In the entries that follow, how many lines contain "EmptyRepository"? Please reply with only the number.

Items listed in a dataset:
# # # #

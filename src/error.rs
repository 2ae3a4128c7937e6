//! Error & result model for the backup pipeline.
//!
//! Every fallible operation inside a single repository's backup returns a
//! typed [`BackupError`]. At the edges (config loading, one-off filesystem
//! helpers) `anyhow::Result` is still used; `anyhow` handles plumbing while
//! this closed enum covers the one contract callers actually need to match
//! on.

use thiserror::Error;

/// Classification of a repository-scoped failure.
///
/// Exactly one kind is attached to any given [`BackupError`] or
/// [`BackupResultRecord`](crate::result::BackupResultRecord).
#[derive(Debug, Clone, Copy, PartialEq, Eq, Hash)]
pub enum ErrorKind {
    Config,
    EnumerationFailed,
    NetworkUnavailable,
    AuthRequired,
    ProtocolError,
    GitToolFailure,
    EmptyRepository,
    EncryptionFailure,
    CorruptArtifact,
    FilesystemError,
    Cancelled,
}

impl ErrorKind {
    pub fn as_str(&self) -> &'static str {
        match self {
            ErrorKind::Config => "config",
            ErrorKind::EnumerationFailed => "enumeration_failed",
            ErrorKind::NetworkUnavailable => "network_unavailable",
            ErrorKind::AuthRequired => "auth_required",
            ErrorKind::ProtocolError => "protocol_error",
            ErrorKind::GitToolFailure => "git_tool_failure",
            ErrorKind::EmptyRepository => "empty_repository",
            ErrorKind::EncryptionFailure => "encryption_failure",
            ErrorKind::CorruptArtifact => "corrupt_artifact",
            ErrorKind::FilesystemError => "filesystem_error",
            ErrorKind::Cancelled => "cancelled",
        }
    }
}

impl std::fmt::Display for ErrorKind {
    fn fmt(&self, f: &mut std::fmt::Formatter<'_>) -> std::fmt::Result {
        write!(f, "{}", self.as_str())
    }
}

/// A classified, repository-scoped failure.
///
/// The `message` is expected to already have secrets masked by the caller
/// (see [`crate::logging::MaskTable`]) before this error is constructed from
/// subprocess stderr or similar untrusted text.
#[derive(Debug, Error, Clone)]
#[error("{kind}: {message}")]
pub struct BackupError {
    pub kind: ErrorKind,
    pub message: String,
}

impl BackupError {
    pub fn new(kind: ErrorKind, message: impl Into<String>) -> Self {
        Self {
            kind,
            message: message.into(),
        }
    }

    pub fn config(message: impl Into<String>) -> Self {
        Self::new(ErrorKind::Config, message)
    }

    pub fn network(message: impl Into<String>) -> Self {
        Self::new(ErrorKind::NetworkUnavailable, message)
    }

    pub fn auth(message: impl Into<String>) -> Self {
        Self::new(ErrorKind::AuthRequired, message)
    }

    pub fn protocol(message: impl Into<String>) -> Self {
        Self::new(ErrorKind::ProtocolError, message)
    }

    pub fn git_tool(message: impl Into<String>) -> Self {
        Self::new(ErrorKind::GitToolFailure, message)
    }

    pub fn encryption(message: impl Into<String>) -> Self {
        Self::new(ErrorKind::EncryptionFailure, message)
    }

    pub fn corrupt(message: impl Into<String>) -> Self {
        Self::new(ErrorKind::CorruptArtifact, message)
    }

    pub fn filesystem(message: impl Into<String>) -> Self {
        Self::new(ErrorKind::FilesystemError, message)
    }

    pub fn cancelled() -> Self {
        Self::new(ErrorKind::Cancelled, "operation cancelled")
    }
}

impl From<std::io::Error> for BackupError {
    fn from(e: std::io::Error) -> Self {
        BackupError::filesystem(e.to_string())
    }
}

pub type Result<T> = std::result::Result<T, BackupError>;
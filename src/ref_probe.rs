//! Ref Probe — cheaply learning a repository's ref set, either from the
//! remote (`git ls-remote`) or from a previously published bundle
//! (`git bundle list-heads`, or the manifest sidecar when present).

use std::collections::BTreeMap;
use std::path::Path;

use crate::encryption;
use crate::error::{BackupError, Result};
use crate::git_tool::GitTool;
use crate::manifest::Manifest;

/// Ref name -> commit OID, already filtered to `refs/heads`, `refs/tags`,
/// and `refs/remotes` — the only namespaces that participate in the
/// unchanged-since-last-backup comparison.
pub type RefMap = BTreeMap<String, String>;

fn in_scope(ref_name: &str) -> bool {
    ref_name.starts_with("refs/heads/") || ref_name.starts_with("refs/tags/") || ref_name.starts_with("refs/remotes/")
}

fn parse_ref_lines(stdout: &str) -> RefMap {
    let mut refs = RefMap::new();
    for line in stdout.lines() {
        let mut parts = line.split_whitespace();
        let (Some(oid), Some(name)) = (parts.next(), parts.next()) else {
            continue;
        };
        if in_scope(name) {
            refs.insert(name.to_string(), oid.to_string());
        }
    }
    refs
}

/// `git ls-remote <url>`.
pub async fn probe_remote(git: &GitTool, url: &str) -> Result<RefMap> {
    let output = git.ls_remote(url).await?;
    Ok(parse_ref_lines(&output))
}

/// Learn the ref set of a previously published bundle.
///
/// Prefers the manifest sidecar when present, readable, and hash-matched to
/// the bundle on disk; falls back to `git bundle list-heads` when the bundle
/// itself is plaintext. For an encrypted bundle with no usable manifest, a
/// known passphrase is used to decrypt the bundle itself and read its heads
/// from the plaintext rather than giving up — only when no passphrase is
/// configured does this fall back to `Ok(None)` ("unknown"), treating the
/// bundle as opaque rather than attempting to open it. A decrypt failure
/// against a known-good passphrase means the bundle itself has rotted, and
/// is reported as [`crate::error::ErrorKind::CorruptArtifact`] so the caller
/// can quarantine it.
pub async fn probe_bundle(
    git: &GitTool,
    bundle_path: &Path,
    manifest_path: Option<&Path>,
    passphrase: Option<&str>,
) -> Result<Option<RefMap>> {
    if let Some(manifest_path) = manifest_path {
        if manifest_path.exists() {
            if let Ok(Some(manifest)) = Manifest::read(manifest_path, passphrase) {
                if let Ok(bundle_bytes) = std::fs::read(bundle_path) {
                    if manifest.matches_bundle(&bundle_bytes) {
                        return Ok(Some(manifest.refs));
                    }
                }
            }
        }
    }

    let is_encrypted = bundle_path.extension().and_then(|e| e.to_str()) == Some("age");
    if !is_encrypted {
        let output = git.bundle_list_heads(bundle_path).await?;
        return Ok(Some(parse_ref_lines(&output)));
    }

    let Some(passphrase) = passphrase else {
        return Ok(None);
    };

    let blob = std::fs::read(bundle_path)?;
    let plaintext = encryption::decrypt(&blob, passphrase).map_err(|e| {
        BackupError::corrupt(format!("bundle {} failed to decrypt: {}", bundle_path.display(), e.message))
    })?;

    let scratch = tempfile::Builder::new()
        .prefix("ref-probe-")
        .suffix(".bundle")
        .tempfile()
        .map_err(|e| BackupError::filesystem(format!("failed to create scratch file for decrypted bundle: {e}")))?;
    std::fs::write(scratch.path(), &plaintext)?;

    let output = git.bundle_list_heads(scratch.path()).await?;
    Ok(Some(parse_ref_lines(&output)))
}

# # # #

| RESPONSE BELOW |
2